(Aug 18, 2021 12:28 PM)Zinjanthropos Wrote: Life could still evolve easily, intelligence not so much.
Yes. There seems to have been life on Earth for something like 3.5 to 4 billion years. Recognizable multicellular life appeared maybe 600 million years ago. Prior to that it was basically just microorganisms. The first homnins were just a few million years ago. The first anatomically modern humans only a few hundred thousand years ago. And technological civilization is ony about 250 years old.
So not only would an alien planet have to have given birth to life (perhaps a small likelihood), it would have had to have produced something like our animals (bacteria wouldn't suffice) and they would have be intelligent and will need to have used that intelligence to produce some kind of very advanced science and technology.

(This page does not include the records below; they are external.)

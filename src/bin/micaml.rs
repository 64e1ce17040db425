use std::path::{Path, PathBuf};

use anyhow::Context as _;
use clap::{Parser, Subcommand};

#[derive(Parser, Debug)]
#[command(name = "micaml", version)]
struct Cli {
    #[command(subcommand)]
    cmd: Command,
}

#[derive(Subcommand, Debug)]
enum Command {
    /// Decode a CAML document and print a layer/state summary.
    Inspect(InspectArgs),
    /// Decode and re-encode a CAML document, canonicalizing formatting.
    Fmt(FmtArgs),
    /// Print the effective override values for a state at a point in time.
    Sample(SampleArgs),
}

#[derive(Parser, Debug)]
struct InspectArgs {
    /// Input CAML document.
    #[arg(long = "in")]
    in_path: PathBuf,
}

#[derive(Parser, Debug)]
struct FmtArgs {
    /// Input CAML document.
    #[arg(long = "in")]
    in_path: PathBuf,

    /// Output path; stdout when omitted.
    #[arg(long)]
    out: Option<PathBuf>,
}

#[derive(Parser, Debug)]
struct SampleArgs {
    /// Input CAML document.
    #[arg(long = "in")]
    in_path: PathBuf,

    /// State to project; defaults to the Base State.
    #[arg(long)]
    state: Option<String>,

    /// Global clock position in milliseconds.
    #[arg(long, default_value_t = 0.0)]
    time_ms: f64,
}

fn main() -> anyhow::Result<()> {
    tracing_subscriber::fmt()
        .with_env_filter(
            tracing_subscriber::EnvFilter::try_from_default_env()
                .unwrap_or_else(|_| tracing_subscriber::EnvFilter::new("warn")),
        )
        .with_writer(std::io::stderr)
        .init();

    let cli = Cli::parse();
    match cli.cmd {
        Command::Inspect(args) => cmd_inspect(args),
        Command::Fmt(args) => cmd_fmt(args),
        Command::Sample(args) => cmd_sample(args),
    }
}

fn read_document(path: &Path) -> anyhow::Result<micaml::Document> {
    let text = std::fs::read_to_string(path)
        .with_context(|| format!("read document '{}'", path.display()))?;
    let doc = micaml::Document::decode(&text)
        .with_context(|| format!("decode document '{}'", path.display()))?;
    Ok(doc)
}

fn cmd_inspect(args: InspectArgs) -> anyhow::Result<()> {
    let doc = read_document(&args.in_path)?;

    fn print_layer(layer: &micaml::Layer, depth: usize) {
        println!(
            "{}{} \"{}\" ({}) {}x{}",
            "  ".repeat(depth),
            layer.display_type_name(),
            layer.name(),
            layer.id(),
            micaml::caml::format_number(layer.size().w),
            micaml::caml::format_number(layer.size().h),
        );
        for child in layer.children().unwrap_or(&[]) {
            print_layer(child, depth + 1);
        }
    }

    for layer in &doc.layers {
        print_layer(layer, 0);
    }
    println!("states: {}", doc.states.join(", "));
    for (state, entries) in &doc.state_overrides {
        println!("  {state}: {} override(s)", entries.len());
    }
    if let Err(e) = doc.validate() {
        println!("warning: {e}");
    }
    Ok(())
}

fn cmd_fmt(args: FmtArgs) -> anyhow::Result<()> {
    let doc = read_document(&args.in_path)?;
    let xml = doc.encode();
    match args.out {
        Some(out) => std::fs::write(&out, xml)
            .with_context(|| format!("write document '{}'", out.display()))?,
        None => print!("{xml}"),
    }
    Ok(())
}

fn cmd_sample(args: SampleArgs) -> anyhow::Result<()> {
    let doc = read_document(&args.in_path)?;
    let state = args.state.as_deref().unwrap_or(micaml::BASE_STATE);
    let projected = doc.effective_layers(state, args.time_ms);

    let mut entries = Vec::new();
    collect_effective(&projected, &mut entries);
    println!("{}", serde_json::to_string_pretty(&entries)?);
    Ok(())
}

#[derive(serde::Serialize)]
struct EffectiveEntry {
    id: String,
    name: String,
    position: micaml::Vec2,
    size: micaml::Size,
    opacity: f64,
    rotation: f64,
    visible: bool,
}

fn collect_effective(layers: &[micaml::Layer], out: &mut Vec<EffectiveEntry>) {
    for layer in layers {
        out.push(EffectiveEntry {
            id: layer.id().to_string(),
            name: layer.name().to_string(),
            position: layer.position(),
            size: layer.size(),
            opacity: layer.opacity(),
            rotation: layer.rotation(),
            visible: layer.visible(),
        });
        collect_effective(layer.children().unwrap_or(&[]), out);
    }
}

My guess is that technologically advanced alien civilizations are probably very few and far between.
Quote:The only reason we may have it is because our species was too weak physically to survive. Intelligence was a freak of nature/evolution. An adaptation that may have been lucky enough, by the slimmest of margins, to actually take hold.
I think that our unique adaptation wasn't speed, strength or big teeth, it was
adaptability. Humans are the general purpose animals of the animal kingdom, not naturally best at anything, but reasonably good at everything.
And not only that, we have
very flexible behavior, able to adjust in real time to changing conditions, without having to wait hundreds of generations for evolution to do it. So humans left tropical Africa and soon were found up on the subarctic tundra hunting wooly mammoths.
Our not-so-secret weapon was
language (it's impossible to get humans to shut up) and the ability to coordinate complex behavior in groups and pass along what had been learned to everyone else.
Quote:Even if we are alone, there’s no timetable that I know of that schedules the arrival of intelligent beings. For all we know, we could be the first. 15-18 bn yrs to get to this point could be the gestation period for intelligence in this universe.. There’s a long way to go..
There may only be a few species like us in this galaxy, one per every billion stars or something.
Or alternatively, intelligent life with science and technology may be all over the place. We just don't know.
Quote:Why do we assume any or all intelligences would look to conquer interstellar space?
If many alien lifeforms live in oceans covered by shells of ice, like the moons of Jupiter and Saturn, they may have no knowledge at all of the wider universe. Their known universe has a roof over it and to them that's all there is. They might just have their little ocean floor huts and the dramas of their own lives. They might not only have no interest in interstellar space, they might be unable to even conceive of what it is.